Diagnosed with juvenile rheumatoid arthritis at 2, the now 24-year-old Western Microbiology and Immunology PhD candidate spent a great deal of time doing water therapy. It did more than just help alleviate her condition.
“I went into remission when I was 6. I had a lot of positive associations with it (water therapy) and I just kept swimming. I’ve been competitively swimming since I was 7,” she said.
Whiteside found everything but comfort in water during a recent swim, having tackled the icy waves of Lake Ontario in July, as one of five Ontario women who set out to do a 305-km relay swim spanning the length of the lake. The team – all experienced open-water swimmers – hit the waters in order to raise money for Because I Am A Girl, a global initiative to end gender inequality, promote girls’ rights and lift millions of girls out of poverty.
From the moment the team set out, Lake Ontario was unyielding, Whiteside said. In the four-and-a-half days the women spent in the water, the waves were tempestuous, at times reaching a height of two metres. The water temperature kept dropping – getting as low as 50-something degrees Fahrenheit, winds picked up and even a storm hit. After much struggle and increasingly freezing temperatures, the team decided to cut the relay short, swimming into Whitby, 60 km short of the projected finish line of Burlington’s Spencer Smith Park.

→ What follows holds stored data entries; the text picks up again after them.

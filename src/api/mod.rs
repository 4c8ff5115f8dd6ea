use crate::model::{
    employee::Employee, final_settlement::FinalSettlement, leave_request::LeaveRequest, payroll::Payroll,
    rental::Rental, salary_advance::SalaryAdvance, salary_increment::SalaryIncrement, timesheet::Timesheet,
};
use crate::utils::db_utils::PageParams;
use serde::{Deserialize, Serialize};
use utoipa::ToSchema;

pub mod api_key;
pub mod assignment;
pub mod attendance;
pub mod employee;
pub mod equipment;
pub mod final_settlement;
pub mod leave_request;
pub mod maintenance;
pub mod mfa;
pub mod organization;
pub mod payroll;
pub mod rental;
pub mod rental_extension;
pub mod resignation;
pub mod salary_advance;
pub mod salary_increment;
pub mod session;
pub mod settings;
pub mod timesheet;

/// Page of a list endpoint.
#[derive(Serialize, ToSchema)]
#[aliases(
    EmployeeListResponse = Paginated<Employee>,
    LeaveListResponse = Paginated<LeaveRequest>,
    TimesheetListResponse = Paginated<Timesheet>,
    AdvanceListResponse = Paginated<SalaryAdvance>,
    IncrementListResponse = Paginated<SalaryIncrement>,
    PayrollListResponse = Paginated<Payroll>,
    RentalListResponse = Paginated<Rental>,
    SettlementListResponse = Paginated<FinalSettlement>
)]
pub struct Paginated<T> {
    pub data: Vec<T>,
    #[schema(example = 1)]
    pub page: u32,
    #[schema(example = 15)]
    pub per_page: u32,
    #[schema(example = 42)]
    pub total: i64,
}

impl<T> Paginated<T> {
    pub fn new(data: Vec<T>, page: PageParams, total: i64) -> Self {
        Self {
            data,
            page: page.page,
            per_page: page.per_page,
            total,
        }
    }
}

/// Body of reject endpoints.
#[derive(Debug, Deserialize, ToSchema)]
pub struct ReasonBody {
    #[schema(example = "Missing supporting documents")]
    pub reason: String,
}

/// Optional date window used by statistics endpoints.
#[derive(Debug, Deserialize, utoipa::IntoParams)]
pub struct DateRange {
    #[param(value_type = Option<String>, format = "date")]
    pub from: Option<chrono::NaiveDate>,
    #[param(value_type = Option<String>, format = "date")]
    pub to: Option<chrono::NaiveDate>,
}
use dotenvy::dotenv;
use std::env;
use std::str::FromStr;

#[derive(Clone, Debug)]
pub struct Config {
    pub database_url: String,
    pub jwt_secret: String,
    pub server_addr: String,
    pub access_token_ttl: usize,
    pub refresh_token_ttl: usize,

    // Rate limiting
    pub rate_login_per_min: u32,
    pub rate_register_per_min: u32,
    pub rate_refresh_per_min: u32,
    pub rate_protected_per_min: u32,

    pub api_prefix: String,

    pub db_max_connections: u32,
    pub run_migrations: bool,
    pub log_dir: String,

    /// Hours per day counted as regular time before overtime kicks in
    pub regular_hours_limit: f64,
    pub settings_cache_ttl: u64,
    /// Share of basic salary an employee may have outstanding as advances
    pub advance_salary_ratio: f64,
}

/// Reads optional variables, remembering the malformed ones so they can be logged
/// once the subscriber is installed.
#[derive(Default)]
struct EnvReader {
    warnings: Vec<String>,
}

impl EnvReader {
    /// Falls back to `default` when the variable is unset or malformed.
    fn var_or<T: FromStr>(&mut self, key: &str, default: T) -> T {
        match env::var(key) {
            Ok(raw) => match raw.trim().parse() {
                Ok(v) => v,
                Err(_) => {
                    self.warnings
                        .push(format!("Malformed config value {}={:?}, using default", key, raw));
                    default
                }
            },
            Err(_) => default,
        }
    }
}

fn required(key: &str) -> String {
    env::var(key).unwrap_or_else(|_| panic!("{} must be set", key))
}

impl Config {
    /// Loads `.env` and the environment; the second value lists malformed optional variables.
    pub fn from_env() -> (Self, Vec<String>) {
        dotenv().ok();
        let mut reader = EnvReader::default();

        let config = Self {
            server_addr: required("SERVER_ADDR"),
            database_url: required("DATABASE_URL"),
            jwt_secret: required("JWT_SECRET"),
            access_token_ttl: reader.var_or("ACCESS_TOKEN_TTL", 900), // 15 min
            refresh_token_ttl: reader.var_or("REFRESH_TOKEN_TTL", 604_800), // 7 days

            rate_login_per_min: reader.var_or("RATE_LOGIN_PER_MIN", 60),
            rate_register_per_min: reader.var_or("RATE_REGISTER_PER_MIN", 30),
            rate_refresh_per_min: reader.var_or("RATE_REFRESH_PER_MIN", 30),
            rate_protected_per_min: reader.var_or("RATE_PROTECTED_PER_MIN", 1000),

            api_prefix: env::var("API_PREFIX").unwrap_or_else(|_| "/api".to_string()),

            db_max_connections: reader.var_or("DB_MAX_CONNECTIONS", 10),
            run_migrations: reader.var_or("RUN_MIGRATIONS", true),
            log_dir: env::var("LOG_DIR").unwrap_or_else(|_| "logs".to_string()),

            regular_hours_limit: reader.var_or("REGULAR_HOURS_LIMIT", 8.0),
            settings_cache_ttl: reader.var_or("SETTINGS_CACHE_TTL", 3600),
            advance_salary_ratio: reader.var_or("ADVANCE_SALARY_RATIO", 0.5),
        };

        (config, reader.warnings)
    }

    /// Configuration used by unit tests; never touches the environment.
    #[cfg(test)]
    pub fn for_tests() -> Self {
        Self {
            database_url: "mysql://localhost/erp_test".to_string(),
            jwt_secret: "test-secret".to_string(),
            server_addr: "127.0.0.1:0".to_string(),
            access_token_ttl: 900,
            refresh_token_ttl: 3600,
            rate_login_per_min: 60,
            rate_register_per_min: 30,
            rate_refresh_per_min: 30,
            rate_protected_per_min: 1000,
            api_prefix: "/api".to_string(),
            db_max_connections: 1,
            run_migrations: false,
            log_dir: "logs".to_string(),
            regular_hours_limit: 8.0,
            settings_cache_ttl: 60,
            advance_salary_ratio: 0.5,
        }
    }
}

#[cfg(test)]
mod tests {
    use super::*;

    #[test]
    fn malformed_optional_value_falls_back_to_default() {
        // SAFETY: tests in this module are the only writers of this key
        unsafe { env::set_var("ERP_TEST_MALFORMED_TTL", "not-a-number") };
        let mut reader = EnvReader::default();
        assert_eq!(reader.var_or("ERP_TEST_MALFORMED_TTL", 42usize), 42);
        unsafe { env::remove_var("ERP_TEST_MALFORMED_TTL") };

        assert_eq!(reader.warnings.len(), 1);
        assert!(reader.warnings[0].contains("ERP_TEST_MALFORMED_TTL"));
    }

    #[test]
    fn unset_optional_value_uses_default() {
        let mut reader = EnvReader::default();
        assert_eq!(reader.var_or("ERP_TEST_DEFINITELY_UNSET", 7u32), 7);
        assert!(reader.var_or("ERP_TEST_DEFINITELY_UNSET_BOOL", true));
        assert!(reader.warnings.is_empty());
    }
}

“We wanted to do this for a women’s charity, and with a female-centered team, make it about empowerment – let’s show what women can do,” the New Hamburg native said. “Mother Nature threw everything she had at us and we pushed as hard as we could.
“If an open-water swimmer was to have nightmares, that swim is what nightmares are made of.”
While unfavourable water and weather conditions forced an early end to the relay, Whiteside and teammates Colleen Shields, 61, Nicole Mallette, 48, Rebekah Boscariol, 18, and Mona Shariri, 18, hope to eventually reconvene and complete the task.
A trip across the length of Lake Ontario via relay has never been completed.
If Lake Ontario is relentless, Whiteside is as well. Perhaps more so. The relay wasn’t her first attempt at a record-breaking open-water swim. It’s hard to say if it will be her last. She has yet to hang up her bathing suit, and plans to continue tacking the waves.
“I know I want to keep swimming; I know that and I want to continue with open water,” she said.
Whiteside was part of a team until the age 20 and for years, attended a competitive swim camp for open-water swimming.
“When I was 13, we discovered I was quite good at open water where I was never great at the pool. I was always a distance swimmer and open water gave distances long enough so I started to excel a bit more. When I was 15, I swam a 10km and swam it really fast,” she said, noting the swim indicated to her coach she would be able to swim Lake Ontario in record time.
“We joked that the coach made the mistake of telling me. I didn’t want to just swim Lake Ontario; I wanted to be the fastest woman to swim it. I trained for a year and successfully crossed (it) in 15 hours 11 minutes and 11 seconds. I missed the record by 71 seconds,” she continued.
“It was really disappointing for me because I could account for more than two minutes at the start of the swim where I didn’t know the clock was on and I just stood there talking to people. For the first week or so, I said I was never swimming the lake again.”
It took less than a month for Whiteside to set her sights on a new goal, breaking the men’s and women’s record for swimming the lake the following year. Admitting she was over-eager and not well prepared for that swim, she pulled herself out partway through. She didn’t give up on the lake then, and she hasn’t given up on it now. Whiteside plans to return to the open waters, likely focusing on shorter distances from now on.
Until her return to the waters, Whiteside noted the relay team still hopes to reach its fundraising goal for Because I Am A Girl. Having initially set out to raise $1,000 for each kilometer of the relay, the tally is up to roughly $25,000 now.